Ce texte, tiré seulement à 5 exemplaires et adressé à la Reine Marie-Antoinette, se caractérise par une curieuse hétérogénéité. Il est en effet composé de cinq parties totalement distinctes les unes des autres :

  1. L’adresse à la Reine ;
  2. une brève adresse à l’Homme (il faut entendre ici l’Homme masculin) ;
  3. la Déclaration proprement dite, formée d’un préambule et de 17 articles, calquée sur la Déclaration des Droits de l’Homme et du citoyen de 1789, suivis d’un « postambule » ;
  4. Une « forme de contrat social de l’homme et de la femme ».

On peut y ajouter un « post-scriptum » célébrant l’acceptation de la Constitution par Louis XVI.

Adresse à la Reine

Marie-Antoinette en 1783, par Elisabeth Vigée-Lebrun

Il était d’usage, sous l’Ancien Régime, de dédier son œuvre au Roi, en l’accompagnant d’un éloge du souverain. Olympe de Gouges innove quelque peu en s’adressant non au Roi, mais à la Reine – ce qui ne manque pas d’un certain panache, car Marie-Antoinette était très impopulaire dès avant la Révolution. On lui reprochait, à tort, de ruiner les finances publiques, et on ne lui pardonnait pas ses origines autrichiennes, non sans quelques relents de xénophobie.

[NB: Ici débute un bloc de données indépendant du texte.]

use indexmap::IndexMap;
use serde::{Deserialize, Serialize};
use std::collections::VecDeque;

pub const COLORS: [&str; 7] = [
    "#945dd6", "#13adc7", "#f46837", "#48bb78", "#4299e1", "#ed8936", "#f56565",
];

pub fn default_palette() -> Vec<String> {
    COLORS.iter().map(|c| c.to_string()).collect()
}

#[derive(Debug, Clone, Default, PartialEq, Eq, Serialize, Deserialize)]
pub struct Colors {
    pub assigned: IndexMap<String, String>,
    pub available: Vec<String>,
}

impl Colors {
    pub fn with_palette(palette: Vec<String>) -> Self {
        Colors {
            assigned: IndexMap::new(),
            available: palette,
        }
    }

    pub fn color_of(&self, id: &str) -> Option<&str> {
        self.assigned.get(id).map(String::as_str)
    }
}

/// Assigns a color to every id in `ids`, keeping colors of ids already in
/// `current` and reclaiming colors of ids that left.
///
/// Reclaimed colors go to the front of the pool in reverse departure order,
/// so the most recently freed color is handed out next. When `ids` is empty
/// the pool resets to a fresh palette. An exhausted pool refills from
/// `reset_palette`, so colors cycle once there are more ids than colors.
pub fn collect_colors<F>(
    ids: &[String],
    current: &IndexMap<String, String>,
    unassigned: &[String],
    reset_palette: F,
) -> Colors
where
    F: Fn() -> Vec<String>,
{
    if ids.is_empty() {
        return Colors::with_palette(reset_palette());
    }

    let mut available: VecDeque<String> = unassigned.iter().cloned().collect();
    for (id, color) in current {
        if !ids.contains(id) {
            available.push_front(color.clone());
        }
    }

    let mut assigned = IndexMap::with_capacity(ids.len());
    for id in ids {
        if assigned.contains_key(id) {
            continue;
        }
        if let Some(color) = current.get(id) {
            assigned.insert(id.clone(), color.clone());
            continue;
        }
        if available.is_empty() {
            available.extend(reset_palette());
        }
        if let Some(color) = available.pop_front() {
            assigned.insert(id.clone(), color);
        }
    }

    Colors {
        assigned,
        available: available.into(),
    }
}

#[cfg(test)]
mod tests {
    use super::*;

    fn ids(raw: &[&str]) -> Vec<String> {
        raw.iter().map(|s| s.to_string()).collect()
    }

    fn assigned(colors: &Colors) -> Vec<(&str, &str)> {
        colors
            .assigned
            .iter()
            .map(|(k, v)| (k.as_str(), v.as_str()))
            .collect()
    }

    #[test]
    fn fresh_ids_take_colors_in_palette_order() {
        let colors = collect_colors(
            &ids(&["exp-1", "exp-2"]),
            &IndexMap::new(),
            &default_palette(),
            default_palette,
        );
        assert_eq!(
            assigned(&colors),
            vec![("exp-1", COLORS[0]), ("exp-2", COLORS[1])]
        );
        assert_eq!(colors.available, default_palette()[2..].to_vec());
    }

    #[test]
    fn colors_stick_while_ids_remain() {
        let first = collect_colors(
            &ids(&["a", "b", "c"]),
            &IndexMap::new(),
            &default_palette(),
            default_palette,
        );
        let second = collect_colors(
            &ids(&["c", "new", "a"]),
            &first.assigned,
            &first.available,
            default_palette,
        );
        assert_eq!(second.color_of("a"), first.color_of("a"));
        assert_eq!(second.color_of("c"), first.color_of("c"));
        // b left, so its color is the first one handed out again
        assert_eq!(second.color_of("new"), first.color_of("b"));
    }

    #[test]
    fn departed_colors_are_reused_latest_first() {
        let first = collect_colors(
            &ids(&["a", "b", "c", "d"]),
            &IndexMap::new(),
            &default_palette(),
            default_palette,
        );
        let second =
            collect_colors(&ids(&["a"]), &first.assigned, &first.available, default_palette);
        assert_eq!(
            second.available[..3].to_vec(),
            vec![COLORS[3], COLORS[2], COLORS[1]]
        );
        assert_eq!(second.available.len() + second.assigned.len(), COLORS.len());
    }

    #[test]
    fn palette_cycles_when_exhausted() {
        let many: Vec<String> = (1..=8).map(|i| format!("exp-{}", i)).collect();
        let colors = collect_colors(&many, &IndexMap::new(), &default_palette(), default_palette);
        assert_eq!(colors.color_of("exp-1"), colors.color_of("exp-8"));
        assert_eq!(colors.color_of("exp-8"), Some(COLORS[0]));
        assert_eq!(colors.available.len(), COLORS.len() - 1);
    }

    #[test]
    fn empty_selection_resets_the_pool() {
        let first = collect_colors(
            &ids(&["a", "b"]),
            &IndexMap::new(),
            &default_palette(),
            default_palette,
        );
        let cleared = collect_colors(&[], &first.assigned, &first.available, default_palette);
        assert!(cleared.assigned.is_empty());
        assert_eq!(cleared.available, default_palette());
    }

    #[test]
    fn allocation_is_deterministic() {
        let run = || {
            let first = collect_colors(
                &ids(&["x", "y", "z"]),
                &IndexMap::new(),
                &default_palette(),
                default_palette,
            );
            collect_colors(&ids(&["z", "w"]), &first.assigned, &first.available, default_palette)
        };
        assert_eq!(run(), run());
    }
}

Le texte se compose manifestement de trois grandes parties :

  1. lignes 1 à 26 : l’autrice rappelle à la Reine qu’elle l’a défendue lorsqu’elle était menacée, et l’abjure de se désolidariser des Aristocrates qui ont quitté la France pour lever une armée et rétablir par la force la monarchie absolue : elle fait appel au patriotisme de la souveraine, et, tout en se présentant comme une alliée, elle revendique la plus grande franchise.
  2. Lignes 27-49 : elle en vient à son propos : la Reine devrait se donner pour mission de défendre les droits des femmes, et, ce faisant, de révolutionner la société française pour la rendre plus juste et plus morale.
  3. Lignes 50-61 : retour à l’argumentation patriotique ; si la Reine accepte cette mission, elle donnera sens à sa vie ; si au contraire elle se rallie à la cause des émigrés, elle ira à sa perte, comme tout le parti monarchique.

Qui est la destinataire ?

Née le 2 novembre 1755 à Vienne, capitale de l’Empire Austro-Hongrois, Marie-Antoinette est la plus jeune fille de l’empereur François 1er du Saint Empire Romain-Germanique et de Marie-Thérèse d’Autriche. À 14 ans, en 1770, elle épouse le dauphin Louis, futur Louis XVI, et devient dauphine de France puis Reine de France en 1774, à la mort de Louis XV. En 1778, elle donne naissance à son premier enfant, Marie-Thérèse (future « Madame Royale », 1778-1851, seule survivante de la famille royale), puis au dauphin Louis-Joseph, qui meurt prématurément à l’âge de 7 ans (1781-1789) ; son second fils, Louis-Charles, né en 1785, devient à son tour dauphin le 2 juin 1789 à la mort de son frère ; reconnu héritier du trône sous le nom de Louis XVII par les monarchies étrangères, il mourra à 10 ans en captivité en 1795. Enfin, une dernière petite fille, Charlotte, née le 7 juillet 1786, décéda un an plus tard, probablement de la mort subite du nourrisson.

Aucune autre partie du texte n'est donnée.